There are a total of seven statues of the Mon village, mon fossile set in seven different French communes, representing six unique species (each of a different genus) and accounting for five mammal species and one bird species. While the placements of some species as mascots of certain villages are based on their species names, other placements have been based more on their genus names. The six species of the statue set are the ruminant Bachitherium guirountensis in Bach, perissodactyl "Limognitherium" (= Schizotherium) priscum in Limogne-en-Quercy, metatherian Peratherium lavergnense in Concots, artiodactyl Pseudamphimeryx salesmei in Larnagol, tody Palaeotodus escampiensis in Escamps, and the bat Vaylatsia cregolensis in Vaylats and Crégols (making Vaylatsia the only genus to be representative of two localities rather than just one). Of note is that the name "Limognitherium" is used in reference to the Limogne-en-Quercy locality despite "Schizotherium" taxonomically taking priority as the senior synonym and valid genus name. Additionally, rather than Larnagol, Pseudamphimeryx salesmei was named after a specific locality named "Salesmes", located within the heights of the commune. The name Peratherium lavergnense is derived from the district of Lavergne within Concots.

=== History ===
The Mon village, mon fossile project began in early 2021 and is one of several programs started by the geopark to educate local inhabitants about their locations' palaeontological heritages. The seven statues were all sculpted by the French artist and Bouziès resident Patrick Médéric, who was commissioned by the geopark. Certain statues had their proportional sizes changed from those of the animal species they represented, such as when one of Pseudamphimeryx, estimated to be about 20 cm tall, was multiplied by five. According to Médéric, the seven sculptures each weighed 100 kg and measured 200 cm long, 100 cm wide, and 80 cm high. He closely collaborated with local palaeontologists while constructing the sculptures. Also involved in the project were a selection committee of the represented municipalities and Maison des arts Georges et Claude Pompidou. Residents of the municipalities for the upcoming statues were able to visit his studio to view his progress on them. The sculptor used rebar and steel metals for the statues and assembled the works via welding them. It took nine months for Médéric to complete his commissions, the set being inaugurated beginning in August 2022 at Bouziès with geopark president Catherine Marlas and the town's mayor present for the event. The total cost of the production of the sculpture set was €76,623.86, with each of the seven sculptures costing €10,000. The explanatory labels costed €4,141 and the engineering work €2,482.86. Additional financing plans for the parks costed about €36,780 total.
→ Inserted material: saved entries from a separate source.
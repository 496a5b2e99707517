//! Common types used throughout the Bolsa toolkit.
//!
//! These model the fixed data contract the scoring core requires from any
//! provider: a daily price/volume series, a short history of year-over-year
//! growth rates per financial metric, and a daily investor-attention series.

use serde::{Deserialize, Serialize};

use crate::{BolsaError, Result};

// Re-export date type from chrono
pub use chrono::NaiveDate as Date;

/// An instrument identifier, e.g. `"600660"`.
pub type Symbol = String;

/// One daily price bar: date, closing price, traded volume.
#[derive(Debug, Clone, Copy, PartialEq, Serialize, Deserialize)]
pub struct DailyBar {
    /// Trading date.
    pub date: Date,
    /// Closing price.
    pub close: f64,
    /// Traded volume (shares or lots, provider-defined; only ratios matter).
    pub volume: f64,
}

/// One observation of the daily investor-attention index.
#[derive(Debug, Clone, Copy, PartialEq, Serialize, Deserialize)]
pub struct AttentionPoint {
    /// Observation date.
    pub date: Date,
    /// Attention index value, typically in the 60..100 range.
    pub focus_index: f64,
}

/// Year-over-year growth rates from one quarterly report.
///
/// All rates are percentages and may be negative. Unparseable upstream
/// values default to `0.0` at the provider boundary.
#[derive(Debug, Clone, PartialEq, Serialize, Deserialize)]
pub struct QuarterGrowth {
    /// Report period identifier, sortable as a string (e.g. `"2025Q2"`).
    pub report_period: String,
    /// Core (deducted) net profit growth, percent.
    pub core_profit_yoy: f64,
    /// Net profit growth, percent.
    pub net_profit_yoy: f64,
    /// Total revenue growth, percent.
    pub revenue_yoy: f64,
}

/// Quarterly growth history for one instrument, sorted ascending by period.
#[derive(Debug, Clone, PartialEq, Serialize, Deserialize)]
pub struct GrowthHistory {
    /// Reports, oldest first.
    pub quarters: Vec<QuarterGrowth>,
}

impl GrowthHistory {
    /// Build a history, sorting the reports ascending by period.
    #[must_use]
    pub fn new(mut quarters: Vec<QuarterGrowth>) -> Self {
        quarters.sort_by(|a, b| a.report_period.cmp(&b.report_period));
        Self { quarters }
    }

    /// Extract the growth triple for one metric from the last three reports.
    ///
    /// # Errors
    ///
    /// Returns [`BolsaError::InsufficientHistory`] when fewer than three
    /// reports are present.
    pub fn triple(&self, metric: impl Fn(&QuarterGrowth) -> f64) -> Result<GrowthTriple> {
        let n = self.quarters.len();
        if n < 3 {
            return Err(BolsaError::InsufficientHistory { needed: 3, got: n });
        }
        Ok(GrowthTriple::new(
            metric(&self.quarters[n - 3]),
            metric(&self.quarters[n - 2]),
            metric(&self.quarters[n - 1]),
        ))
    }

    /// Core-profit growth triple.
    pub fn core_profit(&self) -> Result<GrowthTriple> {
        self.triple(|q| q.core_profit_yoy)
    }

    /// Net-profit growth triple.
    pub fn net_profit(&self) -> Result<GrowthTriple> {
        self.triple(|q| q.net_profit_yoy)
    }

    /// Revenue growth triple.
    pub fn revenue(&self) -> Result<GrowthTriple> {
        self.triple(|q| q.revenue_yoy)
    }
}

/// An ascending 3-point year-over-year growth-rate sequence for one metric.
///
/// Invariant: chronological order is oldest first; callers sort by report
/// period before constructing this.
#[derive(Debug, Clone, Copy, PartialEq, Serialize, Deserialize)]
pub struct GrowthTriple {
    /// Growth rate two periods ago, percent.
    pub two_ago: f64,
    /// Growth rate one period ago, percent.
    pub one_ago: f64,
    /// Most recent growth rate, percent.
    pub current: f64,
}

impl GrowthTriple {
    /// Create a triple from oldest to newest rate.
    #[must_use]
    pub const fn new(two_ago: f64, one_ago: f64, current: f64) -> Self {
        Self {
            two_ago,
            one_ago,
            current,
        }
    }

    /// Whether the series is strictly improving period over period.
    #[must_use]
    pub fn strictly_increasing(&self) -> bool {
        self.current > self.one_ago && self.one_ago > self.two_ago
    }

    /// Whether the series is strictly worsening period over period.
    #[must_use]
    pub fn strictly_decreasing(&self) -> bool {
        self.current < self.one_ago && self.one_ago < self.two_ago
    }
}
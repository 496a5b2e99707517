//! Weighted aggregation over a common 0–100 scale.

use bolsa_traits::{DEFAULT_MAX_SCORE, FactorResult, stats::round_to};

use crate::aggregator::{AggregateResult, Aggregator, FactorContribution};

/// Weight-normalizing aggregator.
///
/// Factors arrive on heterogeneous local scales (0–10, 0–20, ...), so every
/// score is first rescaled to 0–100 via `score / max_score * 100`; only then
/// are the weights applied. Weights need not sum to 1 — they are normalized
/// per call, and a zero weight sum falls back to equal weighting rather than
/// dividing by zero.
#[derive(Debug, Clone, Copy, Default)]
pub struct WeightedAggregator;

impl WeightedAggregator {
    /// Create the aggregator.
    #[must_use]
    pub const fn new() -> Self {
        Self
    }

    fn scaled_score(result: &FactorResult) -> f64 {
        let max_score = if result.max_score > 0.0 {
            result.max_score
        } else {
            DEFAULT_MAX_SCORE
        };
        result.score / max_score * 100.0
    }
}

impl Aggregator for WeightedAggregator {
    fn aggregate(&self, results: &[FactorResult]) -> AggregateResult {
        if results.is_empty() {
            return AggregateResult::empty();
        }

        let weight_sum: f64 = results.iter().map(|r| r.weight).sum();
        let equal_weight = 1.0 / results.len() as f64;

        let details: Vec<FactorContribution> = results
            .iter()
            .map(|result| {
                let norm_weight = if weight_sum == 0.0 {
                    equal_weight
                } else {
                    result.weight / weight_sum
                };
                FactorContribution {
                    result: result.clone(),
                    norm_weight,
                    scaled_score: Self::scaled_score(result),
                }
            })
            .collect();

        let total: f64 = details
            .iter()
            .map(|d| d.scaled_score * d.norm_weight)
            .sum();

        AggregateResult {
            total_score: round_to(total, 2),
            details,
        }
    }

    fn name(&self) -> &str {
        "weighted"
    }
}
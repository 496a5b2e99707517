//! Factor listing command implementation.

use bolsa_factors::registry::available_factors;

/// List registered factors, optionally with details.
pub(crate) fn list_factors(verbose: bool) {
    println!("\n╔══════════════════════════════════════════════════════════════╗");
    println!("║                     Registered Factors                       ║");
    println!("╚══════════════════════════════════════════════════════════════╝\n");

    for info in available_factors() {
        if verbose {
            println!(
                "  {:<14} - {} (max: {}, weight: {}{})",
                info.name,
                info.description,
                info.max_score,
                info.default_weight,
                if info.requires_fundamentals {
                    ", needs fundamentals"
                } else {
                    ""
                }
            );
        } else {
            println!("  {}", info.name);
        }
    }
    println!();

    if !verbose {
        println!("Use --verbose for detailed factor descriptions.\n");
    }
}
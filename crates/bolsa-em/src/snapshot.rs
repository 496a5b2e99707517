//! Point-in-time snapshot of everything the scoring core needs for one
//! instrument.
//!
//! Fetching is asynchronous and happens once, up front; the snapshot then
//! serves the synchronous [`InstrumentData`] contract so factor evaluation
//! stays pure and single-threaded. A failed fetch is stored as its error
//! text and resurfaces per accessor, which lets each factor fail soft on
//! exactly the data it needs while the others proceed.

use bolsa_traits::{
    AttentionPoint, BolsaError, DailyBar, GrowthHistory, InstrumentData,
    Result as CoreResult,
};

use crate::EmClient;

/// How many daily bars to pull; comfortably above the 20-bar minimum the
/// trend scorer needs.
const BAR_LOOKBACK: usize = 60;

/// Pre-fetched per-instrument data bundle.
#[derive(Debug, Clone)]
pub struct Snapshot {
    code: String,
    name: Option<String>,
    bars: Result<Vec<DailyBar>, String>,
    growth: Result<GrowthHistory, String>,
    attention: Result<Vec<AttentionPoint>, String>,
    market_ytd: Result<f64, String>,
}

impl Snapshot {
    /// Fetch all required series for one instrument in parallel.
    ///
    /// Individual fetch failures are captured, not propagated; only the
    /// instrument-name lookup distinguishes a bad code, and even that
    /// degrades to `None`.
    pub async fn fetch(client: &EmClient, code: &str) -> Self {
        let (name, bars, growth, attention, market_ytd) = tokio::join!(
            client.instrument_name(code),
            client.daily_bars(code, BAR_LOOKBACK),
            client.growth_history(code),
            client.attention_series(code),
            client.market_ytd_change(),
        );

        Self {
            code: code.to_string(),
            name: name.ok(),
            bars: bars.map_err(|e| e.to_string()),
            growth: growth.map_err(|e| e.to_string()),
            attention: attention.map_err(|e| e.to_string()),
            market_ytd: market_ytd.map_err(|e| e.to_string()),
        }
    }

    /// Build a snapshot directly from already-fetched series.
    #[must_use]
    pub fn from_parts(
        code: impl Into<String>,
        name: Option<String>,
        bars: Vec<DailyBar>,
        growth: GrowthHistory,
        attention: Vec<AttentionPoint>,
        market_ytd: f64,
    ) -> Self {
        Self {
            code: code.into(),
            name,
            bars: Ok(bars),
            growth: Ok(growth),
            attention: Ok(attention),
            market_ytd: Ok(market_ytd),
        }
    }

    /// The instrument code this snapshot was fetched for.
    #[must_use]
    pub fn code(&self) -> &str {
        &self.code
    }

    /// Short display name, when the lookup succeeded.
    #[must_use]
    pub fn name(&self) -> Option<&str> {
        self.name.as_deref()
    }
}

fn stored<T: Clone>(value: &Result<T, String>) -> CoreResult<T> {
    value
        .as_ref()
        .map(Clone::clone)
        .map_err(|e| BolsaError::DataFetch(e.clone()))
}

impl InstrumentData for Snapshot {
    fn daily_bars(&self, _code: &str) -> CoreResult<Vec<DailyBar>> {
        stored(&self.bars)
    }

    fn growth_history(&self, _code: &str) -> CoreResult<GrowthHistory> {
        stored(&self.growth)
    }

    fn attention_series(&self, _code: &str) -> CoreResult<Vec<AttentionPoint>> {
        stored(&self.attention)
    }

    fn market_ytd_change(&self) -> CoreResult<f64> {
        stored(&self.market_ytd)
    }
}
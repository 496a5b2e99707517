#![doc = include_str!("../README.md")]
#![doc(issue_tracker_base_url = "https://github.com/bolsa-quant/bolsa/issues/")]
#![cfg_attr(docsrs, feature(doc_cfg, doc_auto_cfg))]
#![warn(missing_docs)]
#![forbid(unsafe_code)]

//! Core trait definitions for the Bolsa stock-scoring toolkit.
//!
//! This crate provides the foundational abstractions for multi-factor stock
//! scoring: the factor capability interface, the evaluation result type, the
//! data-source boundary, and shared statistical helpers.

/// The version of the bolsa-traits crate.
pub const VERSION: &str = env!("CARGO_PKG_VERSION");

// Module declarations
pub mod error;
pub mod factor;
pub mod result;
pub mod source;
pub mod stats;
pub mod types;

// Re-exports
pub use error::{BolsaError, Result};
pub use factor::Factor;
pub use result::{DEFAULT_MAX_SCORE, FactorResult, Meta};
pub use source::InstrumentData;
pub use types::{AttentionPoint, DailyBar, Date, GrowthHistory, GrowthTriple, QuarterGrowth, Symbol};
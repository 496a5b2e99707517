//! Error types for the EastMoney data-center client.

use thiserror::Error;

/// Errors that can occur when using the EastMoney data center.
#[derive(Debug, Error)]
pub enum EmError {
    /// HTTP request failed.
    #[error("HTTP request failed: {0}")]
    Request(#[from] reqwest::Error),

    /// JSON parsing failed.
    #[error("Failed to parse JSON response: {0}")]
    Json(#[from] serde_json::Error),

    /// The API reported a failure.
    #[error("EastMoney API error: {0}")]
    Api(String),

    /// The instrument code matched nothing.
    #[error("Instrument not found: {0}")]
    InstrumentNotFound(String),

    /// No data rows were returned.
    #[error("No data available for {0}")]
    NoData(String),
}

impl From<EmError> for bolsa_traits::BolsaError {
    fn from(e: EmError) -> Self {
        Self::DataFetch(e.to_string())
    }
}
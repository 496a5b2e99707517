//! Data types for EastMoney data-center responses.

use chrono::NaiveDate;
use serde::{Deserialize, Serialize};

use bolsa_traits::{AttentionPoint, DailyBar, QuarterGrowth};

/// Standard data-center envelope wrapping every report response.
#[derive(Debug, Clone, Deserialize)]
pub(crate) struct Envelope<T> {
    pub(crate) success: bool,
    pub(crate) message: Option<String>,
    pub(crate) result: Option<DataPage<T>>,
}

/// One page of report rows.
#[derive(Debug, Clone, Deserialize)]
pub(crate) struct DataPage<T> {
    pub(crate) data: Vec<T>,
}

/// Parse a percentage field that may carry a trailing `%` sign.
///
/// Malformed values default to `0.0` rather than failing the whole row:
/// a single unreadable rate should degrade that one field, not the factor.
#[must_use]
pub fn parse_pct(value: &str) -> f64 {
    value
        .trim()
        .trim_end_matches('%')
        .trim()
        .parse()
        .unwrap_or(0.0)
}

fn parse_date(value: &str) -> Option<NaiveDate> {
    // Report dates arrive either bare or with a midnight time suffix.
    let date_part = value.split_whitespace().next().unwrap_or(value);
    NaiveDate::parse_from_str(date_part, "%Y-%m-%d").ok()
}

/// One daily price row from the kline report.
#[derive(Debug, Clone, Serialize, Deserialize)]
#[serde(rename_all = "SCREAMING_SNAKE_CASE")]
pub struct DailyBarRow {
    /// Trading date, `YYYY-MM-DD`.
    pub trade_date: String,
    /// Closing price.
    #[serde(default)]
    pub close_price: f64,
    /// Traded volume.
    #[serde(default)]
    pub deal_volume: f64,
}

impl DailyBarRow {
    /// Convert to the scoring-core bar type; rows without a parseable date
    /// are dropped upstream.
    #[must_use]
    pub fn to_bar(&self) -> Option<DailyBar> {
        Some(DailyBar {
            date: parse_date(&self.trade_date)?,
            close: self.close_price,
            volume: self.deal_volume,
        })
    }
}

/// One investor-attention row from the market-sentiment report.
#[derive(Debug, Clone, Serialize, Deserialize)]
#[serde(rename_all = "SCREAMING_SNAKE_CASE")]
pub struct FocusRow {
    /// Observation date, `YYYY-MM-DD`.
    pub trade_date: String,
    /// Attention index value.
    #[serde(default)]
    pub focus_index: f64,
}

impl FocusRow {
    /// Convert to the scoring-core attention point.
    #[must_use]
    pub fn to_point(&self) -> Option<AttentionPoint> {
        Some(AttentionPoint {
            date: parse_date(&self.trade_date)?,
            focus_index: self.focus_index,
        })
    }
}

/// One quarterly growth row from the financial-abstract report.
///
/// Growth rates arrive as display strings (`"12.34%"`, `"--"`); conversion
/// applies the defaulting rules of [`parse_pct`].
#[derive(Debug, Clone, Serialize, Deserialize)]
#[serde(rename_all = "SCREAMING_SNAKE_CASE")]
pub struct GrowthRow {
    /// Report period, `YYYY-MM-DD` of the period end.
    pub report_date: String,
    /// Core (deducted) net profit growth, year over year.
    #[serde(default)]
    pub deduct_profit_yoy: String,
    /// Net profit growth, year over year.
    #[serde(default)]
    pub parent_profit_yoy: String,
    /// Total revenue growth, year over year.
    #[serde(default)]
    pub total_revenue_yoy: String,
}

impl GrowthRow {
    /// Convert to the scoring-core quarterly growth record.
    #[must_use]
    pub fn to_quarter(&self) -> QuarterGrowth {
        QuarterGrowth {
            report_period: self.report_date.clone(),
            core_profit_yoy: parse_pct(&self.deduct_profit_yoy),
            net_profit_yoy: parse_pct(&self.parent_profit_yoy),
            revenue_yoy: parse_pct(&self.total_revenue_yoy),
        }
    }
}

/// One index-performance row, used for the market year-to-date change.
#[derive(Debug, Clone, Serialize, Deserialize)]
#[serde(rename_all = "SCREAMING_SNAKE_CASE")]
pub struct IndexPerformanceRow {
    /// Index code, e.g. `"000001"`.
    pub index_code: String,
    /// Year-to-date change, percent, as a display string.
    #[serde(default)]
    pub ytd_change_rate: String,
}

/// One security-info row, used for display-name lookup.
#[derive(Debug, Clone, Serialize, Deserialize)]
#[serde(rename_all = "SCREAMING_SNAKE_CASE")]
pub struct SecurityInfoRow {
    /// Instrument code.
    pub security_code: String,
    /// Short display name.
    pub security_name_abbr: String,
}

#[cfg(test)]
mod tests {
    use super::*;

    #[test]
    fn test_parse_pct() {
        assert_eq!(parse_pct("12.34%"), 12.34);
        assert_eq!(parse_pct(" -7.5 % "), -7.5);
        assert_eq!(parse_pct("19.25"), 19.25);
        // Malformed fields default rather than fail.
        assert_eq!(parse_pct("--"), 0.0);
        assert_eq!(parse_pct(""), 0.0);
    }

    #[test]
    fn test_bar_row_conversion() {
        let row = DailyBarRow {
            trade_date: "2025-08-20 00:00:00".to_string(),
            close_price: 25.3,
            deal_volume: 1_200_000.0,
        };
        let bar = row.to_bar().unwrap();
        assert_eq!(bar.date.to_string(), "2025-08-20");
        assert_eq!(bar.close, 25.3);

        let bad = DailyBarRow {
            trade_date: "whenever".to_string(),
            close_price: 1.0,
            deal_volume: 1.0,
        };
        assert!(bad.to_bar().is_none());
    }

    #[test]
    fn test_growth_row_conversion() {
        let row = GrowthRow {
            report_date: "2025-06-30".to_string(),
            deduct_profit_yoy: "35.2%".to_string(),
            parent_profit_yoy: "--".to_string(),
            total_revenue_yoy: "8.1".to_string(),
        };
        let quarter = row.to_quarter();
        assert_eq!(quarter.core_profit_yoy, 35.2);
        assert_eq!(quarter.net_profit_yoy, 0.0);
        assert_eq!(quarter.revenue_yoy, 8.1);
    }

    #[test]
    fn test_envelope_deserializes() {
        let json = r#"{
            "success": true,
            "message": "ok",
            "result": { "data": [ { "TRADE_DATE": "2025-08-20", "FOCUS_INDEX": 84.2 } ] }
        }"#;
        let envelope: Envelope<FocusRow> = serde_json::from_str(json).unwrap();
        assert!(envelope.success);
        let rows = envelope.result.unwrap().data;
        assert_eq!(rows.len(), 1);
        assert_eq!(rows[0].focus_index, 84.2);
    }
}
//! Core trait definition for score aggregators.

use serde::Serialize;

use bolsa_traits::FactorResult;

/// One factor's contribution to a composite, as seen by the aggregator.
///
/// `norm_weight` and `scaled_score` are derived per aggregation call and
/// never cached between calls.
#[derive(Debug, Clone, Serialize)]
pub struct FactorContribution {
    /// The factor's own result, unchanged.
    pub result: FactorResult,

    /// Weight after normalization across all supplied factors.
    pub norm_weight: f64,

    /// Score rescaled to the common 0–100 scale.
    pub scaled_score: f64,
}

/// A composite score built from a set of factor results.
#[derive(Debug, Clone, Serialize)]
pub struct AggregateResult {
    /// Weight-normalized composite on the common 0–100 scale, rounded to
    /// 2 decimal places.
    pub total_score: f64,

    /// Per-factor contributions in input order.
    pub details: Vec<FactorContribution>,
}

impl AggregateResult {
    /// The empty composite: no factors, zero score.
    #[must_use]
    pub const fn empty() -> Self {
        Self {
            total_score: 0.0,
            details: Vec::new(),
        }
    }
}

/// Combines heterogeneous factor results into one composite score.
///
/// Aggregation is total: it must accept any input, including an empty list
/// and factors that failed soft, and never error or panic.
pub trait Aggregator: Send + Sync {
    /// Aggregate the supplied factor results into a composite.
    fn aggregate(&self, results: &[FactorResult]) -> AggregateResult;

    /// Name of this aggregation strategy.
    fn name(&self) -> &str;
}
//! Page controllers: the state and transitions each page owns, minus the
//! rendering. Every controller catches gateway and
//! validation failures at its boundary and converts them into a [`Toast`]
//! for the shell to display; nothing here panics or retries.

pub mod auth_page;
pub mod buyer_dashboard;
pub mod create_property;
pub mod properties;
pub mod property_detail;
pub mod seller_dashboard;

pub use auth_page::{AuthMode, AuthPage};
pub use buyer_dashboard::BuyerDashboard;
pub use create_property::CreatePropertyPage;
pub use properties::{search_filter, PropertiesPage};
pub use property_detail::{DetailState, PropertyDetailPage};
pub use seller_dashboard::{DeleteFlow, SellerDashboard};

use crate::error::MarketError;

#[derive(Debug, Clone, Copy, PartialEq, Eq)]
pub enum ToastKind {
    Success,
    Error,
}

/// Transient user-visible notification
#[derive(Debug, Clone, PartialEq, Eq)]
pub struct Toast {
    pub kind: ToastKind,
    pub title: String,
    pub message: String,
}

impl Toast {
    pub fn success(title: &str, message: &str) -> Self {
        Self {
            kind: ToastKind::Success,
            title: title.to_string(),
            message: message.to_string(),
        }
    }

    pub fn error(title: &str, message: &str) -> Self {
        Self {
            kind: ToastKind::Error,
            title: title.to_string(),
            message: message.to_string(),
        }
    }
}

/// Maps a failed operation onto the toast the user sees. Validation and
/// gateway messages are already human-readable; anything else collapses
/// into a generic apology.
pub(crate) fn failure_toast(title: &str, err: &MarketError) -> Toast {
    match err {
        MarketError::Validation(msg) => Toast::error("Validation Error", msg),
        MarketError::Gateway(msg) => Toast::error(title, msg),
        MarketError::NotFound => Toast::error(title, "The requested record was not found."),
        MarketError::Unexpected(_) => {
            Toast::error(title, "An unexpected error occurred. Please try again.")
        }
    }
}
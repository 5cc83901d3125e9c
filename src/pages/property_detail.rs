//! Listing detail: the property row, then (dependent on it) the owning
//! seller's contact card. Either fetch failing aborts the page back to the
//! listing index with a toast.

use std::sync::Arc;

use tracing::warn;
use uuid::Uuid;

use crate::error::{MarketError, Result};
use crate::gateway::PropertyGateway;
use crate::links;
use crate::models::{card_image, Property, SellerProfile};
use crate::pages::Toast;
use crate::routes::Route;

#[derive(Debug, Clone, PartialEq)]
pub enum DetailState {
    Loading,
    Loaded {
        property: Property,
        seller: SellerProfile,
    },
    /// The view is abandoned; the shell must navigate to the given route.
    Aborted(Route),
}

pub struct PropertyDetailPage {
    gateway: Arc<dyn PropertyGateway>,
    id: Uuid,
    state: DetailState,
    toast: Option<Toast>,
}

impl PropertyDetailPage {
    pub fn new(gateway: Arc<dyn PropertyGateway>, id: Uuid) -> Self {
        Self {
            gateway,
            id,
            state: DetailState::Loading,
            toast: None,
        }
    }

    pub async fn mount(&mut self) {
        match self.load().await {
            Ok((property, seller)) => {
                self.state = DetailState::Loaded { property, seller };
            }
            Err(e) => {
                warn!("Detail fetch for {} failed: {}", self.id, e);
                self.toast = Some(Toast::error("Error", "Failed to load property details."));
                self.state = DetailState::Aborted(Route::Properties);
            }
        }
    }

    // The profile lookup needs the fetched row's seller_id, so the two
    // fetches are sequential by construction.
    async fn load(&self) -> Result<(Property, SellerProfile)> {
        let property = self.gateway.get_by_id(self.id).await?;
        let seller = self.gateway.seller_profile(property.seller_id).await?;
        Ok((property, seller))
    }

    pub fn state(&self) -> &DetailState {
        &self.state
    }

    pub fn take_toast(&mut self) -> Option<Toast> {
        self.toast.take()
    }

    /// Hero image: first listing photo, placeholder otherwise.
    pub fn main_image(&self) -> Option<&str> {
        match &self.state {
            DetailState::Loaded { property, .. } => Some(card_image(property, 0)),
            _ => None,
        }
    }

    /// WhatsApp deep link pre-filled with an enquiry about this listing.
    /// Errs when the seller left no phone number.
    pub fn whatsapp_contact(&self) -> Result<String> {
        let DetailState::Loaded { property, seller } = &self.state else {
            return Err(MarketError::NotFound);
        };
        links::whatsapp_link(
            seller.phone.as_deref().unwrap_or(""),
            &property.title,
            property.price,
        )
    }

    pub fn tel_contact(&self) -> Option<String> {
        match &self.state {
            DetailState::Loaded { seller, .. } => {
                seller.phone.as_deref().map(links::tel_link)
            }
            _ => None,
        }
    }
}
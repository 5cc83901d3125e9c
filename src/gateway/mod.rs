pub mod rest;
pub mod types;

pub use rest::RestGateway;
pub use types::{GatewayConfig, ListingFilter};

use async_trait::async_trait;
use uuid::Uuid;

use crate::error::Result;
use crate::models::{NewProperty, Property, SellerProfile, Session, SignUpRequest};

/// Table-style access to the hosted data service.
/// Behind a trait so page controllers can be driven against a fake.
#[async_trait]
pub trait PropertyGateway: Send + Sync {
    /// Active listings, newest first, images joined in.
    async fn list_active(&self, filter: &ListingFilter) -> Result<Vec<Property>>;

    /// Single listing by id; `NotFound` when no row matches.
    async fn get_by_id(&self, id: Uuid) -> Result<Property>;

    /// Contact card of a listing's owner.
    async fn seller_profile(&self, seller_id: Uuid) -> Result<SellerProfile>;

    /// Everything a seller has listed, newest first, any status.
    async fn list_by_seller(&self, seller_id: Uuid) -> Result<Vec<Property>>;

    /// Inserts a validated draft owned by `seller_id`, returning the stored row.
    async fn insert(&self, seller_id: Uuid, draft: &NewProperty) -> Result<Property>;

    /// Deletes by id; `NotFound` when the gateway reports zero rows removed.
    async fn delete(&self, id: Uuid) -> Result<()>;
}

/// Sign-in / sign-up / sign-out against the hosted auth endpoint.
#[async_trait]
pub trait AuthGateway: Send + Sync {
    async fn sign_in(&self, email: &str, password: &str) -> Result<Session>;
    async fn sign_up(&self, request: &SignUpRequest) -> Result<Session>;
    async fn sign_out(&self) -> Result<()>;
}
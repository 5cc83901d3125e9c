//! Contact deep links built from a seller's phone number.

use crate::error::{MarketError, Result};
use reqwest::Url;

/// Phone stripped to digits, keeping a single leading `+` when present.
fn sanitize_phone(phone: &str) -> String {
    let trimmed = phone.trim();
    let mut out = String::with_capacity(trimmed.len());
    if trimmed.starts_with('+') {
        out.push('+');
    }
    out.extend(trimmed.chars().filter(|c| c.is_ascii_digit()));
    out
}

/// Price with thousands separators, whole units only (display mirrors the
/// listing cards).
pub fn format_price(price: f64) -> String {
    let whole = price.trunc().abs() as u64;
    let digits = whole.to_string();
    let mut grouped = String::with_capacity(digits.len() + digits.len() / 3);
    for (i, c) in digits.chars().enumerate() {
        if i > 0 && (digits.len() - i) % 3 == 0 {
            grouped.push(',');
        }
        grouped.push(c);
    }
    if price < 0.0 {
        format!("-{grouped}")
    } else {
        grouped
    }
}

/// WhatsApp deep link with a pre-filled enquiry naming the listing.
/// Fails when the seller left no usable phone number.
pub fn whatsapp_link(phone: &str, title: &str, price: f64) -> Result<String> {
    let sanitized = sanitize_phone(phone);
    if sanitized.trim_start_matches('+').is_empty() {
        return Err(MarketError::Validation(
            "Seller phone number is not available".to_string(),
        ));
    }
    let message = format!(
        "Hi, I'm interested in your property: {} (PKR {})",
        title,
        format_price(price)
    );
    let mut url = Url::parse(&format!("https://wa.me/{sanitized}"))
        .map_err(|e| MarketError::Gateway(format!("could not build WhatsApp link: {e}")))?;
    url.query_pairs_mut().append_pair("text", &message);
    Ok(url.to_string())
}

/// Plain dialer link
pub fn tel_link(phone: &str) -> String {
    format!("tel:{}", phone.trim())
}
Afterward the initial inauguration at Bouziès, the statues were then to be installed within their representative locations. The sculpture of Palaeotodus in the village of Escamps was inaugurated on 24 September 2022, with Marlas and Médéric attending. On 2 November 2022, the "Limognitherium" sculpture was inaugurated at a parking lot at the centre of the village at Limogne-en-Quercy, with Catherine Marlas, the village mayor Jean-Claude Vialette, and several other officials attending. Retired geologist Thierry Pélissier, who was the former curator of a nature reserve called "La Réserve naturelle d'intérêt géologique du Lot", gave a speech to explain what Schizotherium was; at the event, Marlas gave him a gift on behalf of the Causses de Quercy UNESCO Global Geopark. The Bachitherium statue was inaugurated on the main road of Bach on the opposite side of the town hall on 12 November 2022. Among the people present at the public ceremony were Patrick Médéric, Catherine Marlas, the village mayor Patrick Valette, and numerous local officials. The Pseudamphimeryx statue at Laragnol was inaugurated on 18 March 2023 with several local park officials and politicians present. A bike riding event for the seven sculptures from Concots to the six other villages was held on 8 October 2022.